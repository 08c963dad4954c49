#![allow(dead_code)]

use std::cell::RefCell;
use std::collections::{HashMap, VecDeque};
use std::path::{Path, PathBuf};
use std::time::Duration;
use stockscreen::domain::error::ScreenerError;
use stockscreen::domain::fetch::RetryPolicy;
pub use stockscreen::domain::stock::StockRecord;
use stockscreen::ports::export_port::ExportPort;
use stockscreen::ports::quote_port::{FetchError, OverviewPayload, QuotePort};

/// Quote port replaying a queue of attempt results per symbol. Symbols with no
/// queued result fail every attempt with a transport error.
pub struct MockQuotePort {
    scripts: RefCell<HashMap<String, VecDeque<Result<OverviewPayload, FetchError>>>>,
    calls: RefCell<Vec<String>>,
}

impl MockQuotePort {
    pub fn new() -> Self {
        Self {
            scripts: RefCell::new(HashMap::new()),
            calls: RefCell::new(Vec::new()),
        }
    }

    pub fn with_overview(self, overview: OverviewPayload) -> Self {
        let symbol = overview
            .symbol
            .as_ref()
            .and_then(|v| v.as_str())
            .unwrap_or_default()
            .to_string();
        self.with_results(&symbol, vec![Ok(overview)])
    }

    pub fn with_results(
        self,
        symbol: &str,
        results: Vec<Result<OverviewPayload, FetchError>>,
    ) -> Self {
        self.scripts
            .borrow_mut()
            .entry(symbol.to_string())
            .or_default()
            .extend(results);
        self
    }

    pub fn calls(&self) -> Vec<String> {
        self.calls.borrow().clone()
    }

    pub fn call_count(&self, symbol: &str) -> usize {
        self.calls.borrow().iter().filter(|s| *s == symbol).count()
    }
}

impl QuotePort for MockQuotePort {
    fn fetch_overview(&self, symbol: &str) -> Result<OverviewPayload, FetchError> {
        self.calls.borrow_mut().push(symbol.to_string());
        self.scripts
            .borrow_mut()
            .get_mut(symbol)
            .and_then(|q| q.pop_front())
            .unwrap_or_else(|| Err(FetchError::Transport("connection reset".into())))
    }
}

/// Export port that records what it was asked to write.
pub struct RecordingExportPort {
    pub exports: RefCell<Vec<(PathBuf, Vec<StockRecord>)>>,
    pub fail_with: Option<String>,
}

impl RecordingExportPort {
    pub fn new() -> Self {
        Self {
            exports: RefCell::new(Vec::new()),
            fail_with: None,
        }
    }

    pub fn failing(reason: &str) -> Self {
        Self {
            exports: RefCell::new(Vec::new()),
            fail_with: Some(reason.to_string()),
        }
    }
}

impl ExportPort for RecordingExportPort {
    fn export(&self, records: &[StockRecord], path: &Path) -> Result<(), ScreenerError> {
        self.exports
            .borrow_mut()
            .push((path.to_path_buf(), records.to_vec()));
        match &self.fail_with {
            Some(reason) => Err(ScreenerError::Export {
                path: path.display().to_string(),
                reason: reason.clone(),
            }),
            None => Ok(()),
        }
    }
}

pub fn overview(symbol: &str, pe: &str, cap: &str, dividend_yield: &str) -> OverviewPayload {
    OverviewPayload {
        symbol: Some(symbol.into()),
        name: Some(format!("{symbol} Corporation").into()),
        pe_ratio: Some(pe.into()),
        market_capitalization: Some(cap.into()),
        dividend_yield: Some(dividend_yield.into()),
        sector: Some("TECHNOLOGY".into()),
        ..OverviewPayload::default()
    }
}

pub fn instant_policy(attempts: u32) -> RetryPolicy {
    RetryPolicy {
        attempts,
        delay: Duration::ZERO,
    }
}

pub fn symbols(list: &[&str]) -> Vec<String> {
    list.iter().map(|s| s.to_string()).collect()
}

pub fn record_symbols(records: &[StockRecord]) -> Vec<&str> {
    records.iter().map(|r| r.symbol.as_str()).collect()
}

########

What is required
Copy the listing above. Match every line exactly.

Response to the task
repository 08c963dad4954c49
#![allow(dead_code)]

use std::cell::RefCell;
use std::collections::{HashMap, VecDeque};
use std::path::{Path, PathBuf};
use std::time::Duration;
use stockscreen::domain::error::ScreenerError;
use stockscreen::domain::fetch::RetryPolicy;
pub use stockscreen::domain::stock::StockRecord;
use stockscreen::ports::export_port::ExportPort;
use stockscreen::ports::quote_port::{FetchError, OverviewPayload, QuotePort};

/// Quote port replaying a queue of attempt results per symbol. Symbols with no
/// queued result fail every attempt with a transport error.
pub struct MockQuotePort {
    scripts: RefCell<HashMap<String, VecDeque<Result<OverviewPayload, FetchError>>>>,
    calls: RefCell<Vec<String>>,
}

impl MockQuotePort {
    pub fn new() -> Self {
        Self {
            scripts: RefCell::new(HashMap::new()),
            calls: RefCell::new(Vec::new()),
        }
    }

    pub fn with_overview(self, overview: OverviewPayload) -> Self {
        let symbol = overview
            .symbol
            .as_ref()
            .and_then(|v| v.as_str())
            .unwrap_or_default()
            .to_string();
        self.with_results(&symbol, vec![Ok(overview)])
    }

    pub fn with_results(
        self,
        symbol: &str,
        results: Vec<Result<OverviewPayload, FetchError>>,
    ) -> Self {
        self.scripts
            .borrow_mut()
            .entry(symbol.to_string())
            .or_default()
            .extend(results);
        self
    }

    pub fn calls(&self) -> Vec<String> {
        self.calls.borrow().clone()
    }

    pub fn call_count(&self, symbol: &str) -> usize {
        self.calls.borrow().iter().filter(|s| *s == symbol).count()
    }
}

impl QuotePort for MockQuotePort {
    fn fetch_overview(&self, symbol: &str) -> Result<OverviewPayload, FetchError> {
        self.calls.borrow_mut().push(symbol.to_string());
        self.scripts
            .borrow_mut()
            .get_mut(symbol)
            .and_then(|q| q.pop_front())
            .unwrap_or_else(|| Err(FetchError::Transport("connection reset".into())))
    }
}

/// Export port that records what it was asked to write.
pub struct RecordingExportPort {
    pub exports: RefCell<Vec<(PathBuf, Vec<StockRecord>)>>,
    pub fail_with: Option<String>,
}

impl RecordingExportPort {
    pub fn new() -> Self {
        Self {
            exports: RefCell::new(Vec::new()),
            fail_with: None,
        }
    }

    pub fn failing(reason: &str) -> Self {
        Self {
            exports: RefCell::new(Vec::new()),
            fail_with: Some(reason.to_string()),
        }
    }
}

impl ExportPort for RecordingExportPort {
    fn export(&self, records: &[StockRecord], path: &Path) -> Result<(), ScreenerError> {
        self.exports
            .borrow_mut()
            .push((path.to_path_buf(), records.to_vec()));
        match &self.fail_with {
            Some(reason) => Err(ScreenerError::Export {
                path: path.display().to_string(),
                reason: reason.clone(),
            }),
            None => Ok(()),
        }
    }
}

pub fn overview(symbol: &str, pe: &str, cap: &str, dividend_yield: &str) -> OverviewPayload {
    OverviewPayload {
        symbol: Some(symbol.into()),
        name: Some(format!("{symbol} Corporation").into()),
        pe_ratio: Some(pe.into()),
        market_capitalization: Some(cap.into()),
        dividend_yield: Some(dividend_yield.into()),
        sector: Some("TECHNOLOGY".into()),
        ..OverviewPayload::default()
    }
}

pub fn instant_policy(attempts: u32) -> RetryPolicy {
    RetryPolicy {
        attempts,
        delay: Duration::ZERO,
    }
}

pub fn symbols(list: &[&str]) -> Vec<String> {
    list.iter().map(|s| s.to_string()).collect()
}

pub fn record_symbols(records: &[StockRecord]) -> Vec<&str> {
    records.iter().map(|r| r.symbol.as_str()).collect()
}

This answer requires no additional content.